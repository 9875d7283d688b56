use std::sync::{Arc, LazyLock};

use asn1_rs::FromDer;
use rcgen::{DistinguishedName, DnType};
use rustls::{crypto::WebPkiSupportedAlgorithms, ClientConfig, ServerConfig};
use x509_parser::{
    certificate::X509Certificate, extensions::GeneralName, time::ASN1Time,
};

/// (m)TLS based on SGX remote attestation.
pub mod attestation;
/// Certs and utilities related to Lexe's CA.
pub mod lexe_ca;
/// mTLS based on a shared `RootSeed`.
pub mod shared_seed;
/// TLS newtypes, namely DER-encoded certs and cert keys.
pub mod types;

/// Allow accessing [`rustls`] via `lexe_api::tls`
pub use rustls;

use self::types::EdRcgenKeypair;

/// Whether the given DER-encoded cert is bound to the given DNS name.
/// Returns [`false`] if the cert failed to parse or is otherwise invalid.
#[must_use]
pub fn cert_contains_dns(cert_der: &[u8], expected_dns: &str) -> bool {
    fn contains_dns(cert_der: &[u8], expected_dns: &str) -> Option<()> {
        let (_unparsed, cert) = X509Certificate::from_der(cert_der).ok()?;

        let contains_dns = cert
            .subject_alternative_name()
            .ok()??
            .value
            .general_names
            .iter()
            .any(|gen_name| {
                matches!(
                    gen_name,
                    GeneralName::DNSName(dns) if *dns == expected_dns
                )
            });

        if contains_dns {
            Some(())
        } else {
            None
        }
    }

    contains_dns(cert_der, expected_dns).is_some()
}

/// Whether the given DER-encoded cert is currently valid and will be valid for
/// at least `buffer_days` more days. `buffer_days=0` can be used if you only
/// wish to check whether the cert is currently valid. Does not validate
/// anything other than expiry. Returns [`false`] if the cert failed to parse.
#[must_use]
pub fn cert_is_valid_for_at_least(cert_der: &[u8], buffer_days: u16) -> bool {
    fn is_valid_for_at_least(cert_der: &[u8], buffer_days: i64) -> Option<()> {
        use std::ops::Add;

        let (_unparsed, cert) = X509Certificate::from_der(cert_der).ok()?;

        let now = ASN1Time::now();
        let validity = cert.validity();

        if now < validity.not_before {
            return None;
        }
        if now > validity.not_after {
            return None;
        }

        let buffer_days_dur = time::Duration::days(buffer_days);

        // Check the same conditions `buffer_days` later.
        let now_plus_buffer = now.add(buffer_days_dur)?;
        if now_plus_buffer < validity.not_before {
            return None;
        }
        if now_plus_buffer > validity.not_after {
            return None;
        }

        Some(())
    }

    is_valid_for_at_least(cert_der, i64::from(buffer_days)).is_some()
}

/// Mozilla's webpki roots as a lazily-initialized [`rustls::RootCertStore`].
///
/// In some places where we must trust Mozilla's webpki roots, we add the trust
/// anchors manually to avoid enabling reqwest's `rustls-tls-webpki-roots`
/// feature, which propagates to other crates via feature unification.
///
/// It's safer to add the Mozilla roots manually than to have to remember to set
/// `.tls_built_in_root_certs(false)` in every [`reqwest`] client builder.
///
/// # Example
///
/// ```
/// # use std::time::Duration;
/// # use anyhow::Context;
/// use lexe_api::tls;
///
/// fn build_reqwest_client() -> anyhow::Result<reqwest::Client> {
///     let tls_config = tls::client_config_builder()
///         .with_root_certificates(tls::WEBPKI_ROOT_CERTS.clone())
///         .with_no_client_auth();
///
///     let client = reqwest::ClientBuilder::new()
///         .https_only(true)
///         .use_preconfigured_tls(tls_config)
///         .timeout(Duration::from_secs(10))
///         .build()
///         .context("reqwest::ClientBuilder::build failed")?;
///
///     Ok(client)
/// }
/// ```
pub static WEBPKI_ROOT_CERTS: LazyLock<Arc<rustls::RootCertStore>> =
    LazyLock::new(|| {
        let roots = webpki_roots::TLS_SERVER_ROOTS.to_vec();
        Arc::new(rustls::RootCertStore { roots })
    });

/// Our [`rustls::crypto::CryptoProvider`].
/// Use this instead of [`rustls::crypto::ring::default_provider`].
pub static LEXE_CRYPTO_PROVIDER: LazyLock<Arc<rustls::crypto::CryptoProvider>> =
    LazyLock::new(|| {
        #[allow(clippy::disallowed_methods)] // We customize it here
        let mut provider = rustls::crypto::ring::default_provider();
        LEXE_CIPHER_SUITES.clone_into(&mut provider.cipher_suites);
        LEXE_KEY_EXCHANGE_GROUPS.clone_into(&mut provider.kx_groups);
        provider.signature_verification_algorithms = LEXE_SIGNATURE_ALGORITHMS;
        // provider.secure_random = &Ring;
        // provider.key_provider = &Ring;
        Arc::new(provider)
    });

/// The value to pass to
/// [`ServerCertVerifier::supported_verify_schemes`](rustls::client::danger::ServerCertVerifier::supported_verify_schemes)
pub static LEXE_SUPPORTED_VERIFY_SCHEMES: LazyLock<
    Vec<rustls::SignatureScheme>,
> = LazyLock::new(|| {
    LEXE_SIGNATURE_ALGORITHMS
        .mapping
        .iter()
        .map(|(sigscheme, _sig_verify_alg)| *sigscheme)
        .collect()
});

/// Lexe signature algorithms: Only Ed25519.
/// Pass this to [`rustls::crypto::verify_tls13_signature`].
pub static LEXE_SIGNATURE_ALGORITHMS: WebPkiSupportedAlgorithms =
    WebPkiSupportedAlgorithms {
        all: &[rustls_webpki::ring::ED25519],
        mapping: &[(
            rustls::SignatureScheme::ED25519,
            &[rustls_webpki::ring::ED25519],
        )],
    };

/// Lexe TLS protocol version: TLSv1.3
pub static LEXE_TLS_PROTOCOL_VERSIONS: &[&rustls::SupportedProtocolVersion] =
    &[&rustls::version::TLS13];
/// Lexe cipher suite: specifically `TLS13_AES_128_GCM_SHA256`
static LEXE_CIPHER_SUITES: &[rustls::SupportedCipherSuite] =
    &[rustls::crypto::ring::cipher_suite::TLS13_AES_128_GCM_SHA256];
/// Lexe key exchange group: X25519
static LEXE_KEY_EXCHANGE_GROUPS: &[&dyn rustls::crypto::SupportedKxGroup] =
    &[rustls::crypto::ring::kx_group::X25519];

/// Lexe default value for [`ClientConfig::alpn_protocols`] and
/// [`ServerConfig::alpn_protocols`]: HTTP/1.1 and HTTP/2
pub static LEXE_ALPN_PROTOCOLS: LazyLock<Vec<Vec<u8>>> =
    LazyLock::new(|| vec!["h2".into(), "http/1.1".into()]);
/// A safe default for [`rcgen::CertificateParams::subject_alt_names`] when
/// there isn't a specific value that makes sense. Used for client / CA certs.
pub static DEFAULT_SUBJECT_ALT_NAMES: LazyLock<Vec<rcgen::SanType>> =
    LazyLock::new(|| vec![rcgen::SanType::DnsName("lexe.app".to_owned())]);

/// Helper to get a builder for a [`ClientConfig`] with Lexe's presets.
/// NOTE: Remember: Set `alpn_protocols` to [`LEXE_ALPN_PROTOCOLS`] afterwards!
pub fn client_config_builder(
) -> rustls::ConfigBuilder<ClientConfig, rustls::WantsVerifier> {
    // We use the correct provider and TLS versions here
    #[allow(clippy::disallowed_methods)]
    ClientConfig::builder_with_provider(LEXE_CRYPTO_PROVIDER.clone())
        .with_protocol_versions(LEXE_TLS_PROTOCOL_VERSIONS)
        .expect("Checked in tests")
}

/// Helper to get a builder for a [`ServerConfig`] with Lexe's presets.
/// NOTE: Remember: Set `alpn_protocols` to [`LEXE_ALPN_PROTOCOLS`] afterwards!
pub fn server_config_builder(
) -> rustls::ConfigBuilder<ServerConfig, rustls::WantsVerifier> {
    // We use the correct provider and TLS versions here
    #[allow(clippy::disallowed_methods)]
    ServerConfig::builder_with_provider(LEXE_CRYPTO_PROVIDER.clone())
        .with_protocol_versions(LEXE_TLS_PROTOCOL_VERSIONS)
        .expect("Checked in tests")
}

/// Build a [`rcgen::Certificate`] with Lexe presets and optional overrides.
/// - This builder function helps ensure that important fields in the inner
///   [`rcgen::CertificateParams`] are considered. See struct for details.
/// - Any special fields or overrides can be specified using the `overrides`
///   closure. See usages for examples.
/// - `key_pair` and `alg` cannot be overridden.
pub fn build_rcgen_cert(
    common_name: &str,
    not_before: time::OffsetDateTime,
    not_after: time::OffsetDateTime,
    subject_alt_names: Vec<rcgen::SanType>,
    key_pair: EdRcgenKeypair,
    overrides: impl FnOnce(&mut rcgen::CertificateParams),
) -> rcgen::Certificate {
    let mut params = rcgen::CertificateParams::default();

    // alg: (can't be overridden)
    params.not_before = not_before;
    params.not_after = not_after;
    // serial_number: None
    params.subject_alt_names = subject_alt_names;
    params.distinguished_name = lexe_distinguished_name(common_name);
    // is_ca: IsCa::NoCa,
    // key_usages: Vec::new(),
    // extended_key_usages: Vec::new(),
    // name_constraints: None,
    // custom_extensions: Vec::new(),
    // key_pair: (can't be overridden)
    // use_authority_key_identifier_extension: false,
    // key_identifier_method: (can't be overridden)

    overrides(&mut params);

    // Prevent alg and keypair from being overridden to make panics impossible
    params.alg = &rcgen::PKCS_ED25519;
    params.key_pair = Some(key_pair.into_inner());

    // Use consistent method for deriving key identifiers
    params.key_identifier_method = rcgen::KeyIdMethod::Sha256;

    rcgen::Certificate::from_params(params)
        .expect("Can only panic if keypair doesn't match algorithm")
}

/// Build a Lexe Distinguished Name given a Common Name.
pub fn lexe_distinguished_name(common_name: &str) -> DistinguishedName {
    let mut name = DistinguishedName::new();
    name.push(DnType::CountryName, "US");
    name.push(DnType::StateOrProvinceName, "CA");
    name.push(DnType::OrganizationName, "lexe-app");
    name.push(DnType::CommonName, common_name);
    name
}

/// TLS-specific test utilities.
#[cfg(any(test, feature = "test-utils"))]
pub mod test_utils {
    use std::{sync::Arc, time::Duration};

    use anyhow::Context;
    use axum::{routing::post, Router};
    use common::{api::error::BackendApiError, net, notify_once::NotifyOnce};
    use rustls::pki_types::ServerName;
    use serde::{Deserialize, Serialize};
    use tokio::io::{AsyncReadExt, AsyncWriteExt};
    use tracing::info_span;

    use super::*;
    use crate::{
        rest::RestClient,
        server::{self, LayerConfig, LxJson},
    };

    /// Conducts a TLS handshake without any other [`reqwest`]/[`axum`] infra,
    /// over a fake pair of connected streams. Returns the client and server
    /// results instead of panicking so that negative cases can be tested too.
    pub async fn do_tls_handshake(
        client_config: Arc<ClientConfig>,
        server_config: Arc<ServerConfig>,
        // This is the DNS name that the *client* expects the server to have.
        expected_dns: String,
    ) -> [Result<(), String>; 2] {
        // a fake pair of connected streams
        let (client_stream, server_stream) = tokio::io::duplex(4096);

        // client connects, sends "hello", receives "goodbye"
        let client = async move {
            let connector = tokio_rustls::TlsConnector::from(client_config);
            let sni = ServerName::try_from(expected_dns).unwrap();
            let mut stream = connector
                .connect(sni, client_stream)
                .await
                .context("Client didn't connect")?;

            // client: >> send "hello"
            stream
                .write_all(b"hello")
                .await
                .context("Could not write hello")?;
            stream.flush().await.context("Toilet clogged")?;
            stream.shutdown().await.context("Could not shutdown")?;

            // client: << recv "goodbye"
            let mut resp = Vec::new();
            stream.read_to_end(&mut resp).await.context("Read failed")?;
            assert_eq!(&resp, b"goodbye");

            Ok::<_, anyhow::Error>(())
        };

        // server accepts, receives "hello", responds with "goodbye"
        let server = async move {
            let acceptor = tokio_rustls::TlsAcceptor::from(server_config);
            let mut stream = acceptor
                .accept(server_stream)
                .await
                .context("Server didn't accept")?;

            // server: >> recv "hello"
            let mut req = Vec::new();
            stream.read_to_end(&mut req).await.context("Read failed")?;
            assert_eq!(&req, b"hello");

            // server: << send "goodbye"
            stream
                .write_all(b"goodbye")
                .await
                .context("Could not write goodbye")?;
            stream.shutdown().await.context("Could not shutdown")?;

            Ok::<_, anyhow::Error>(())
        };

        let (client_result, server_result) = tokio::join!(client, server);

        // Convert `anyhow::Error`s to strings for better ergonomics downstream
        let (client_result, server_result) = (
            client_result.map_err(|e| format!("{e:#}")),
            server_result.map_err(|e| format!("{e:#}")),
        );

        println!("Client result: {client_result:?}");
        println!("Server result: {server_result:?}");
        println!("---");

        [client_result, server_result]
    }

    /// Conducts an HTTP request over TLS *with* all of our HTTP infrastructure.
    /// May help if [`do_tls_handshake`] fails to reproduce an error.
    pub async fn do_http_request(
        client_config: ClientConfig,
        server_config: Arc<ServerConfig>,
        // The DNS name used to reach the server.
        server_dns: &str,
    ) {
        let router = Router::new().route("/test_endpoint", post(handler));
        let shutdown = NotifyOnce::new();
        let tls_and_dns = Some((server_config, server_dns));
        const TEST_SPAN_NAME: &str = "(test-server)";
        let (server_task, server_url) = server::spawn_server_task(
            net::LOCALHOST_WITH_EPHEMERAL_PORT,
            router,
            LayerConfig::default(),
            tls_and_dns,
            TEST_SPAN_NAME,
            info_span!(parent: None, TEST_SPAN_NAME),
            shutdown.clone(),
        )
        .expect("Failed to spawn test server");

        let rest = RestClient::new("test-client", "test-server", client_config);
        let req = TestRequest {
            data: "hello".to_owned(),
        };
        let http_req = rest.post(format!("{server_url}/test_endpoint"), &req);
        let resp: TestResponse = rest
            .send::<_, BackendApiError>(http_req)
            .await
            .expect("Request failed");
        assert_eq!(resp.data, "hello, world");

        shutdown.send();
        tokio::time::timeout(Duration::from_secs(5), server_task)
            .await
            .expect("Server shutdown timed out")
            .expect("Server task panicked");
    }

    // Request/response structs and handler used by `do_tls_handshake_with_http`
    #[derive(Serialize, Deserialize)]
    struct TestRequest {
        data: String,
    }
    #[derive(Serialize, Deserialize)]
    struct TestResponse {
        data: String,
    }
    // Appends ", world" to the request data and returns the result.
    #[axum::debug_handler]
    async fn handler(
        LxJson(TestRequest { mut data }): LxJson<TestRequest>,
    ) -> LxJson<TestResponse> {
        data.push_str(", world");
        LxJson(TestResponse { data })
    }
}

---

__Prompt__:
Search the entries for the word "value", then list each line that holds it.

__Reply to the task__:
            .value
/// The value to pass to
/// Lexe default value for [`ClientConfig::alpn_protocols`] and
/// there isn't a specific value that makes sense. Used for client / CA certs.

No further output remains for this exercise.